In a roughly three-stress meter, with the tercets in the middle of the poem, the rhyme scheme is abab, cdc, edf, gegf.

For our four hands: Merrill's piano music in his house in Stonington included works for four hands. (See the link in left margin to Merrill's music at Stonington.)  In A Memorial Tribute to David Kalstone (New York? : s.n., 1986), Alec Treuhaft wrote Kalstone's "favorite piece as a participant [was] the Schubert Fantasy in f minor for piano-four-hands." (The unpaginated Memorial pamphlet is in Special Collections, Washington University Libraries.)

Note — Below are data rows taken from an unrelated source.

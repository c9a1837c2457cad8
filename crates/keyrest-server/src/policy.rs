//! Status codes for requests rejected before dispatch.

use http::StatusCode;
use keyrest_codec::DecodeErrorKind;

/// Maps decode failures, unreadable bodies and oversized bodies to HTTP
/// statuses.
///
/// Every status defaults to `400 Bad Request`, except
/// [`payload_too_large`](Self::payload_too_large) which defaults to `413`.
/// Handler errors are not affected; they carry their own category.
///
/// # Example
///
/// ```rust
/// use http::StatusCode;
/// use keyrest_codec::DecodeErrorKind;
/// use keyrest_server::StatusPolicy;
///
/// let policy = StatusPolicy::default()
///     .with_status(DecodeErrorKind::TimestampFormat, StatusCode::UNPROCESSABLE_ENTITY);
///
/// assert_eq!(policy.status_for(DecodeErrorKind::Body), StatusCode::BAD_REQUEST);
/// assert_eq!(
///     policy.status_for(DecodeErrorKind::TimestampFormat),
///     StatusCode::UNPROCESSABLE_ENTITY
/// );
/// ```
#[derive(Debug, Clone, Copy, PartialEq, Eq)]
pub struct StatusPolicy {
    /// Identifier could not be bound from the path.
    pub path_binding: StatusCode,
    /// Timestamp literal was malformed.
    pub timestamp_format: StatusCode,
    /// Body was not valid JSON for the record.
    pub body_decode: StatusCode,
    /// Query string was malformed.
    pub query_decode: StatusCode,
    /// Body could not be read off the connection.
    pub body_read: StatusCode,
    /// Body exceeded the configured size limit.
    pub payload_too_large: StatusCode,
}

impl Default for StatusPolicy {
    fn default() -> Self {
        Self {
            path_binding: StatusCode::BAD_REQUEST,
            timestamp_format: StatusCode::BAD_REQUEST,
            body_decode: StatusCode::BAD_REQUEST,
            query_decode: StatusCode::BAD_REQUEST,
            body_read: StatusCode::BAD_REQUEST,
            payload_too_large: StatusCode::PAYLOAD_TOO_LARGE,
        }
    }
}

impl StatusPolicy {
    /// Returns the status for a decode failure kind.
    #[must_use]
    pub const fn status_for(&self, kind: DecodeErrorKind) -> StatusCode {
        match kind {
            DecodeErrorKind::PathBinding => self.path_binding,
            DecodeErrorKind::TimestampFormat => self.timestamp_format,
            DecodeErrorKind::Body => self.body_decode,
            DecodeErrorKind::Query => self.query_decode,
        }
    }

    /// Overrides the status for one decode failure kind.
    #[must_use]
    pub fn with_status(mut self, kind: DecodeErrorKind, status: StatusCode) -> Self {
        match kind {
            DecodeErrorKind::PathBinding => self.path_binding = status,
            DecodeErrorKind::TimestampFormat => self.timestamp_format = status,
            DecodeErrorKind::Body => self.body_decode = status,
            DecodeErrorKind::Query => self.query_decode = status,
        }
        self
    }

    /// Overrides the status for bodies that fail to arrive.
    #[must_use]
    pub fn with_body_read(mut self, status: StatusCode) -> Self {
        self.body_read = status;
        self
    }

    /// Overrides the status for oversized bodies.
    #[must_use]
    pub fn with_payload_too_large(mut self, status: StatusCode) -> Self {
        self.payload_too_large = status;
        self
    }
}
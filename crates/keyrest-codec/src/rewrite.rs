//! Raw-text timestamp rewriting.
//!
//! Record schemas carry times as `{"seconds": S, "nanos": N}` objects, while
//! REST clients send RFC 3339 strings. [`TimestampRewriter`] bridges the two
//! by scanning the raw body text (no JSON tree is built) and replacing
//!
//! ```text
//! "creation_time": "2015-05-18T23:58:36.000Z"
//! ```
//!
//! with
//!
//! ```text
//! "creation_time": {"seconds": 1431993516, "nanos": 0}
//! ```
//!
//! All bytes outside the replaced literals are preserved, so the result can
//! be handed to any JSON decoder that accepted the original.
//!
//! # Matching rules
//!
//! An occurrence of the keyword matches only when it is followed, after an
//! optional closing `"` of the keyword itself, by exactly `: "` and a later
//! closing `"`. Occurrences that do not match (unquoted value, different
//! spacing, unterminated string) are left alone and are not errors. A matched
//! value that is not a valid RFC 3339 timestamp, the empty string included,
//! fails the whole rewrite and no edits are kept.

use std::borrow::Cow;

use bytes::Bytes;
use keyrest_core::{Timestamp, TimestampParseError};

use crate::TimestampFormatError;

/// Field name of key creation times.
pub const CREATION_TIME: &str = "creation_time";

/// What must follow the keyword (and its optional closing quote).
const ANCHOR: &[u8] = b": \"";

/// Scanner states, advanced one step per loop iteration.
#[derive(Debug, Clone, Copy, PartialEq, Eq)]
enum ScanState {
    /// Looking for the next keyword occurrence at or after `from`.
    Seek { from: usize },
    /// Keyword found; checking for the `: "` anchor after it.
    AnchorCheck { keyword_end: usize },
    /// Anchor found; looking for the closing quote of the value.
    CaptureValue { keyword_end: usize, value_start: usize },
    /// `input[value_start..value_end]` is the candidate literal.
    ParseAndSubstitute { value_start: usize, value_end: usize },
}

/// Outcome of a successful scan.
struct Rewrite<'a> {
    output: Cow<'a, [u8]>,
    substitutions: usize,
}

/// Rewrites RFC 3339 values of one keyword into structured timestamps.
///
/// # Example
///
/// ```rust
/// use keyrest_codec::TimestampRewriter;
///
/// let rewriter = TimestampRewriter::new("creation_time");
///
/// let out = rewriter
///     .rewrite(br#"{"creation_time": "2015-05-18T23:58:36.000Z"}"#)
///     .unwrap();
/// assert_eq!(&*out, br#"{"creation_time": {"seconds": 1431993516, "nanos": 0}}"#);
///
/// // Unquoted values are not touched.
/// let out = rewriter.rewrite(br#""creation_time": invalid"#).unwrap();
/// assert_eq!(&*out, br#""creation_time": invalid"#);
///
/// // Quoted values that are not timestamps are rejected.
/// assert!(rewriter.rewrite(br#""creation_time": """#).is_err());
/// ```
#[derive(Debug, Clone, PartialEq, Eq)]
pub struct TimestampRewriter {
    keyword: String,
}
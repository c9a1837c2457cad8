//! The key-directory REST surface.
//!
//! | Method | Path | Operation | Path bindings |
//! |--------|------|-----------|---------------|
//! | `GET` | `/v1/users/{user_id}` | `GetUser` | user 2 |
//! | `POST` | `/v1/users/{user_id}/keys` | `CreateKey` | user 2 |
//! | `PUT` | `/v1/users/{user_id}/keys/{key_id}` | `UpdateKey` | user 2, key 4 |
//! | `DELETE` | `/v1/users/{user_id}/keys/{key_id}` | `DeleteKey` | user 2, key 4 |
//!
//! Indices count the `/`-separated segments after the leading slash, so
//! `v1` is segment 0.

use std::sync::Arc;

use http::Method;
use keyrest_codec::PathBindings;
use keyrest_core::messages::{CreateKeyRequest, DeleteKeyRequest, GetUserRequest, UpdateKeyRequest};
use keyrest_core::{KeyDirectory, RequestContext};

use crate::route::RouteInfo;
use crate::router::RouteTable;

/// Path of a single user.
pub const USER_PATH: &str = "/v1/users/{user_id}";
/// Path of a user's key collection.
pub const KEYS_PATH: &str = "/v1/users/{user_id}/keys";
/// Path of a single key.
pub const KEY_PATH: &str = "/v1/users/{user_id}/keys/{key_id}";

const USER_SEGMENT: usize = 2;
const KEY_SEGMENT: usize = 4;

/// Builds the route table serving a [`KeyDirectory`].
#[must_use]
pub fn key_directory_routes<S: KeyDirectory>() -> RouteTable<S> {
    RouteTable::new()
        .with_route(RouteInfo::new(
            Method::GET,
            USER_PATH,
            PathBindings::user(USER_SEGMENT),
            |dir: Arc<S>, ctx: RequestContext, req: GetUserRequest| async move {
                dir.get_user(&ctx, req).await
            },
        ))
        .with_route(RouteInfo::new(
            Method::POST,
            KEYS_PATH,
            PathBindings::user(USER_SEGMENT),
            |dir: Arc<S>, ctx: RequestContext, req: CreateKeyRequest| async move {
                dir.create_key(&ctx, req).await
            },
        ))
        .with_route(RouteInfo::new(
            Method::PUT,
            KEY_PATH,
            PathBindings::user_and_key(USER_SEGMENT, KEY_SEGMENT),
            |dir: Arc<S>, ctx: RequestContext, req: UpdateKeyRequest| async move {
                dir.update_key(&ctx, req).await
            },
        ))
        .with_route(RouteInfo::new(
            Method::DELETE,
            KEY_PATH,
            PathBindings::user_and_key(USER_SEGMENT, KEY_SEGMENT),
            |dir: Arc<S>, ctx: RequestContext, req: DeleteKeyRequest| async move {
                dir.delete_key(&ctx, req).await
            },
        ))
}
//! # keyrest server
//!
//! Serves a [`KeyDirectory`](keyrest_core::KeyDirectory) over REST+JSON.
//!
//! - [`RouteInfo`] - Method, path pattern, path bindings and handler of one route
//! - [`HandlerInfo`] - Per-request decode-then-invoke state
//! - [`RouteTable`] / [`RestHandler`] - First-match routing and error mapping
//! - [`StatusPolicy`] - HTTP statuses for requests rejected before dispatch
//! - [`Server`] - Hyper listener with body limits and graceful shutdown
//! - [`routes::key_directory_routes`] - The four key-directory routes
//!
//! ## Example
//!
//! ```rust,ignore
//! use std::sync::Arc;
//! use keyrest_server::{routes, Server, ServerConfig, StatusPolicy};
//!
//! #[tokio::main]
//! async fn main() -> Result<(), Box<dyn std::error::Error>> {
//!     let handler = routes::key_directory_routes()
//!         .into_handler(Arc::new(MyDirectory::default()), StatusPolicy::default());
//!
//!     let config = ServerConfig::builder().http_addr("0.0.0.0:8080").build();
//!     Server::new(config, handler).run().await?;
//!     Ok(())
//! }
//! ```

#![doc(html_root_url = "https://docs.rs/keyrest-server/0.1.0")]
#![warn(missing_docs)]
#![forbid(unsafe_code)]

pub mod config;
mod dispatch;
mod policy;
mod response;
mod route;
mod router;
pub mod routes;
mod server;
pub mod shutdown;

pub use config::{ServerConfig, ServerConfigBuilder};
pub use dispatch::{BoxFuture, Dispatch, HandlerFn, HandlerInfo};
pub use policy::StatusPolicy;
pub use response::{error_response, json_response, HttpResponse, ResponseBody};
pub use route::RouteInfo;
pub use router::{RestHandler, RouteLookup, RouteTable, UNMATCHED_OPERATION};
pub use server::{Server, ServerError};
pub use shutdown::{ConnectionToken, ConnectionTracker, ShutdownSignal};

Lulu: Opera (1937) by Austrian composer Alban Berg (1885--1935) that employs the twelve-tone technique of composition. "Lulu is the drama of a young woman who sexually and emotionally dominates a wide range of willing victims, both male and female. Herself a victim of society, she seems to embody all the frightening aspects of the human condition, a combination of primal instinct and distinctly modern amorality" (Metropolitan Opera Synopsis).

rough Sound: The atonal sounds of Berg's opera may be considered "rough," and the Sound is also Long Island Sound, the location of Merrill's home in Stonington, CT.

Sonnet 8

In a halting trimeter, the sonnet is rhymed is abab, cdcd, efe, eff 

Mrs. Livingston: See note to Sonnet 1.